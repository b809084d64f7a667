use std::sync::Arc;

use rusqlite::{Connection, Row};
use serde::Serialize;

use crate::error::Result;
use crate::store::{self, Entity, Store};
use crate::SortingCriteria;

#[derive(Debug, Clone, Serialize)]
pub struct Genre {
    pub id: i64,
    pub name: String,
}

impl Entity for Genre {
    fn id(&self) -> i64 {
        self.id
    }
}

impl Genre {
    pub const TABLE: &'static str = "Genre";
    pub const PRIMARY_KEY: &'static str = "id_genre";

    fn from_row(row: &Row) -> rusqlite::Result<Genre> {
        Ok(Genre {
            id: row.get(0)?,
            name: row.get(1)?,
        })
    }

    pub fn create(store: &Store, name: &str) -> Result<Arc<Genre>> {
        let conn = store.writer();
        Self::create_with(store, &conn, name)
    }

    pub fn create_with(store: &Store, conn: &Connection, name: &str) -> Result<Arc<Genre>> {
        let id = store::insert(conn, "INSERT INTO Genre (name) VALUES (?)", &[&name])?;

        debug!("create genre {} '{}'", id, name);

        let genre = Arc::new(Genre {
            id,
            name: name.to_string(),
        });
        store.caches.genre.put(id, &genre);

        Ok(genre)
    }

    pub fn fetch(store: &Store, id: i64) -> Result<Option<Arc<Genre>>> {
        store::cached_fetch(&store.caches.genre, id, || {
            let conn = store.reader()?;
            let mut st =
                conn.prepare_cached("SELECT id_genre, name FROM Genre WHERE id_genre = ?")?;
            let mut rows = st.query([id])?;

            match rows.next()? {
                Some(row) => Ok(Some(Self::from_row(row)?)),
                None => Ok(None),
            }
        })
    }

    /// Case-insensitive exact match; the column collates NOCASE.
    pub fn by_name_with(store: &Store, conn: &Connection, name: &str) -> Result<Option<Arc<Genre>>> {
        let id: Option<i64> = {
            let mut st = conn.prepare_cached("SELECT id_genre FROM Genre WHERE name = ?")?;
            let mut rows = st.query([name])?;
            match rows.next()? {
                Some(row) => Some(row.get(0)?),
                None => None,
            }
        };

        match id {
            Some(id) => store::cached_fetch(&store.caches.genre, id, || {
                let mut st =
                    conn.prepare_cached("SELECT id_genre, name FROM Genre WHERE id_genre = ?")?;
                let mut rows = st.query([id])?;
                match rows.next()? {
                    Some(row) => Ok(Some(Self::from_row(row)?)),
                    None => Ok(None),
                }
            }),
            None => Ok(None),
        }
    }

    pub fn by_name(store: &Store, name: &str) -> Result<Option<Arc<Genre>>> {
        let conn = store.reader()?;
        let id: Option<i64> = {
            let mut st = conn.prepare_cached("SELECT id_genre FROM Genre WHERE name = ?")?;
            let mut rows = st.query([name])?;
            match rows.next()? {
                Some(row) => Some(row.get(0)?),
                None => None,
            }
        };
        drop(conn);

        match id {
            Some(id) => Self::fetch(store, id),
            None => Ok(None),
        }
    }

    pub fn list_all(store: &Store, sort: SortingCriteria, desc: bool) -> Result<Vec<Arc<Genre>>> {
        let column = match sort {
            SortingCriteria::InsertionDate => "id_genre",
            _ => "name",
        };
        let items = {
            let conn = store.reader()?;
            store::fetch_all(
                &conn,
                &format!(
                    "SELECT id_genre, name FROM Genre ORDER BY {} {}",
                    column,
                    if desc { "DESC" } else { "ASC" }
                ),
                &[],
                Self::from_row,
            )?
        };
        Ok(store::cache_list(&store.caches.genre, items))
    }

    pub fn search(store: &Store, name: &str) -> Result<Vec<Arc<Genre>>> {
        let pattern = format!("{}*", name);
        let items = {
            let conn = store.reader()?;
            store::fetch_all(
                &conn,
                "SELECT id_genre, name FROM Genre WHERE id_genre IN
                    (SELECT rowid FROM GenreFts WHERE name MATCH ?)",
                &[&pattern],
                Self::from_row,
            )?
        };
        Ok(store::cache_list(&store.caches.genre, items))
    }
}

-.-.-

[Problem description] Starting with the line with "pub struct Genre" above and going on through the line with "let conn = store.writer();", transcribe every line exactly, both ends included, and add nothing.

[Answer box]
pub struct Genre {
    pub id: i64,
    pub name: String,
}

impl Entity for Genre {
    fn id(&self) -> i64 {
        self.id
    }
}

impl Genre {
    pub const TABLE: &'static str = "Genre";
    pub const PRIMARY_KEY: &'static str = "id_genre";

    fn from_row(row: &Row) -> rusqlite::Result<Genre> {
        Ok(Genre {
            id: row.get(0)?,
            name: row.get(1)?,
        })
    }

    pub fn create(store: &Store, name: &str) -> Result<Arc<Genre>> {
        let conn = store.writer();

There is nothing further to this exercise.